▸ **Stored data entries**
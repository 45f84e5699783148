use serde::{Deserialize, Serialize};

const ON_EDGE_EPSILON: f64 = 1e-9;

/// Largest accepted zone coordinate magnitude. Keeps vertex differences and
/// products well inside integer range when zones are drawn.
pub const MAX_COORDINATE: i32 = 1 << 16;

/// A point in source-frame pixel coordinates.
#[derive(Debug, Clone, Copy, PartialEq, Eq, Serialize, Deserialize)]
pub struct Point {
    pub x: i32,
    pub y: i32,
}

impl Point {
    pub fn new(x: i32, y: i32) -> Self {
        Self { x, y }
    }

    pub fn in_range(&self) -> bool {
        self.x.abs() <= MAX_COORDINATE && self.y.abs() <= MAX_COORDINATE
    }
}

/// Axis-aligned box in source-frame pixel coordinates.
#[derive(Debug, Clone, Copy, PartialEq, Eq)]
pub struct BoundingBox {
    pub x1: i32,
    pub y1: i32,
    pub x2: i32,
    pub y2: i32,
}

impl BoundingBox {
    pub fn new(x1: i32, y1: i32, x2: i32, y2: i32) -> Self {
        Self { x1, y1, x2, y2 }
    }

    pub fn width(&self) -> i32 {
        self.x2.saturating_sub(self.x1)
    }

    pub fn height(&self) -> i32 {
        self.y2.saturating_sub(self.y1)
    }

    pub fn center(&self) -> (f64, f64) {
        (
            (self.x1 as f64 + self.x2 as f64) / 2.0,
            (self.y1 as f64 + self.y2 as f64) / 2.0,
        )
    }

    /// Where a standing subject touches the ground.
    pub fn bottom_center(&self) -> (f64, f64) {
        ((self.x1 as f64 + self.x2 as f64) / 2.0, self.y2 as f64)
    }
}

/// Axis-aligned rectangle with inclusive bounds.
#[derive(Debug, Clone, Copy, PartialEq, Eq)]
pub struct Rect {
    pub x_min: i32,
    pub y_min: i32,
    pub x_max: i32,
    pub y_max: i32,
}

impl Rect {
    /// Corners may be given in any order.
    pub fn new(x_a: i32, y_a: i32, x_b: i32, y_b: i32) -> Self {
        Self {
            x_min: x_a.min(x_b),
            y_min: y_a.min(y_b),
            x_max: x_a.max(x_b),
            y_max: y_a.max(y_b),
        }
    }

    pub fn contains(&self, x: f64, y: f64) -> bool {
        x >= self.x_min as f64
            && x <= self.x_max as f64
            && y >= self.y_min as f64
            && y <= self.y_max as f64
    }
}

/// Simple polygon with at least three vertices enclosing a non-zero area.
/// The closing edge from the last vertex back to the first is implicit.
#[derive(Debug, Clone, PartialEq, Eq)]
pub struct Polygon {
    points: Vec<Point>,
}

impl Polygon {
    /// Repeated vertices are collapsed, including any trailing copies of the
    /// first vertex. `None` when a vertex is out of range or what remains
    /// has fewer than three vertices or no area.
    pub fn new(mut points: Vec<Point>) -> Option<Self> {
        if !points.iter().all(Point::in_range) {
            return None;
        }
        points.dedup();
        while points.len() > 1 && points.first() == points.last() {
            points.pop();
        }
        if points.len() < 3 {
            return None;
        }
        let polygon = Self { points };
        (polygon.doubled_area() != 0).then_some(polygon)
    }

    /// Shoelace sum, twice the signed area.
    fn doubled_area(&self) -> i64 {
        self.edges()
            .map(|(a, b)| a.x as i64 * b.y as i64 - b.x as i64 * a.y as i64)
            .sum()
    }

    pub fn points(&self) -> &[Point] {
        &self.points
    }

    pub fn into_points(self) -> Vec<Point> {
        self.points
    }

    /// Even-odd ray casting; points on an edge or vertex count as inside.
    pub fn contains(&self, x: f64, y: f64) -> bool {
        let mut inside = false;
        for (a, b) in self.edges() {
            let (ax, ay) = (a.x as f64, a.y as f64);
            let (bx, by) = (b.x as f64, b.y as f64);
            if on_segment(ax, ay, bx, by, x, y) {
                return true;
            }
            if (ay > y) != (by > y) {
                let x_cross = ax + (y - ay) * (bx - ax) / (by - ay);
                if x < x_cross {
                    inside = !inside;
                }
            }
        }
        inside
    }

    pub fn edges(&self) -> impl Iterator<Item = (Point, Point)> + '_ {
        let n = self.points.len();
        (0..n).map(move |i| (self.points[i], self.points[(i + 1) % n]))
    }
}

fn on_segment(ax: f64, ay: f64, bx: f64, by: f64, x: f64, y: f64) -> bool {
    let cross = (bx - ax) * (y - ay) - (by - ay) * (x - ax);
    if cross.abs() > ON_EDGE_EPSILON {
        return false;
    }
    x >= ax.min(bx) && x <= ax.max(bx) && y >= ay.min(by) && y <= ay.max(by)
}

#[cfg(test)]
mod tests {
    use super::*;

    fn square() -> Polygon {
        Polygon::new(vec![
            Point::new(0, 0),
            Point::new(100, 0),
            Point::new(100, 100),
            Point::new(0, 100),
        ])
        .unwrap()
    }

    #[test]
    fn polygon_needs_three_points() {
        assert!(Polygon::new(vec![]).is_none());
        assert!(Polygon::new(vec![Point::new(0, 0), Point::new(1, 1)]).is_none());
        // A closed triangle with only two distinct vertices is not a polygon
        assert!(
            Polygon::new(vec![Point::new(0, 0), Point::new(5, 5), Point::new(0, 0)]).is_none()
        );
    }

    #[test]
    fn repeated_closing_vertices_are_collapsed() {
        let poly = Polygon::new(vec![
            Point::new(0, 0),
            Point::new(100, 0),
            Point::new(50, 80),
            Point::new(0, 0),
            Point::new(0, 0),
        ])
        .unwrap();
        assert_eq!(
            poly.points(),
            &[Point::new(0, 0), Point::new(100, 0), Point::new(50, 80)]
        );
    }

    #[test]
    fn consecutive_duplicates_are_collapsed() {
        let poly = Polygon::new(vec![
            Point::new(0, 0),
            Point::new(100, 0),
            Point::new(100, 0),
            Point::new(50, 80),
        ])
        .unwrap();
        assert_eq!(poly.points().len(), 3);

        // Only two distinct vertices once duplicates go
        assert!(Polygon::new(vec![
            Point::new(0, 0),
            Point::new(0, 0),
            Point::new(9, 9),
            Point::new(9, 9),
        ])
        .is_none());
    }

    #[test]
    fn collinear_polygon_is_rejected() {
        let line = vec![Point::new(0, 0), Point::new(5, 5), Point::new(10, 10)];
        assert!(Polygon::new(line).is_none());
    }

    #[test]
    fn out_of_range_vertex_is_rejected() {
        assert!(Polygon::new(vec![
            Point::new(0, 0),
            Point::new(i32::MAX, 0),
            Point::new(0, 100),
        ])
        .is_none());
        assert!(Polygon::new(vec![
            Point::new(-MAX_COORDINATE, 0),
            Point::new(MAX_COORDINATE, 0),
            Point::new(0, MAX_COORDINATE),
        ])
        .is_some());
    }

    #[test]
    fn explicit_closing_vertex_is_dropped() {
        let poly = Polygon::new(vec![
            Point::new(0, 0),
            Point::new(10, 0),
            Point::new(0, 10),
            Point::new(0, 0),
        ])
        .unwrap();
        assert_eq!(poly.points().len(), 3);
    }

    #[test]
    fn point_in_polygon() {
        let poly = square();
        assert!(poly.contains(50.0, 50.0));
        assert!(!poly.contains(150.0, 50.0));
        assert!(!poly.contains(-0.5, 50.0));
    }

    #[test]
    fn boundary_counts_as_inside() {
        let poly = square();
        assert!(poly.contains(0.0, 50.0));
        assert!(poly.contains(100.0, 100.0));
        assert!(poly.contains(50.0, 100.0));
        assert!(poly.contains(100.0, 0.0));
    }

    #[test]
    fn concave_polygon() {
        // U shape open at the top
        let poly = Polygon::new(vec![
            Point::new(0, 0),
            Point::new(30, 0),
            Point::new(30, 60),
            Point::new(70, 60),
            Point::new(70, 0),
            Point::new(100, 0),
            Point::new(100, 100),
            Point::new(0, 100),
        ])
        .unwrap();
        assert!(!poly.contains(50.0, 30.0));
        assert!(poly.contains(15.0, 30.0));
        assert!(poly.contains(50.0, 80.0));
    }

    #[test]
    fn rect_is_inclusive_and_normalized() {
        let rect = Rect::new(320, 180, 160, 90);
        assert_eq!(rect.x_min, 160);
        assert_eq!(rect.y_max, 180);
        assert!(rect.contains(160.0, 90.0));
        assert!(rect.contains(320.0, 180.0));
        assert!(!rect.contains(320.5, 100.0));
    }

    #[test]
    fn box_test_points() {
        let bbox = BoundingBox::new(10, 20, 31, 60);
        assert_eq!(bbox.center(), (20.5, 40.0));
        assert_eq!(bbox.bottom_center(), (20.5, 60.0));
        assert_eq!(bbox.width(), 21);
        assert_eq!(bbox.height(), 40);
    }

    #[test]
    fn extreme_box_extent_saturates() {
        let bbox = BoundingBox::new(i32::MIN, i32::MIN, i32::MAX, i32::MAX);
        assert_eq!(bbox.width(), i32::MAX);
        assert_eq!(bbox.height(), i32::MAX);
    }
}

▸ **Activity**
Copy out every line from the data above in which the word "Debug" occurs.

▸ **Finished exercise**
#[derive(Debug, Clone, Copy, PartialEq, Eq, Serialize, Deserialize)]
#[derive(Debug, Clone, Copy, PartialEq, Eq)]
#[derive(Debug, Clone, Copy, PartialEq, Eq)]
#[derive(Debug, Clone, PartialEq, Eq)]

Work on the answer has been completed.